[Stored items from a collection]
Start of Block

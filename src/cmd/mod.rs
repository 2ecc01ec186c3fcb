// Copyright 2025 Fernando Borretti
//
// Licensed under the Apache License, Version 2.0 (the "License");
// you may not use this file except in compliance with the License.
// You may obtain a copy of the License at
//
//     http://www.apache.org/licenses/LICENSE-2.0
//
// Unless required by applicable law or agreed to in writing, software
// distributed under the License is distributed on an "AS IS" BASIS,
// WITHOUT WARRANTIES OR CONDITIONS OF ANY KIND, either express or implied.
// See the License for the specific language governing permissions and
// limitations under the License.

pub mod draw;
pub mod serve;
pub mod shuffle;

End of Block

- _Required work_: Word for word, copy out the data.

- _Task output_:
filename src/cmd/mod.rs
repository 2ecc01ec186c3fcb
// Copyright 2025 Fernando Borretti
//
// Licensed under the Apache License, Version 2.0 (the "License");
// you may not use this file except in compliance with the License.
// You may obtain a copy of the License at
//
//     http://www.apache.org/licenses/LICENSE-2.0
//
// Unless required by applicable law or agreed to in writing, software
// distributed under the License is distributed on an "AS IS" BASIS,
// WITHOUT WARRANTIES OR CONDITIONS OF ANY KIND, either express or implied.
// See the License for the specific language governing permissions and
// limitations under the License.

pub mod draw;
pub mod serve;
pub mod shuffle;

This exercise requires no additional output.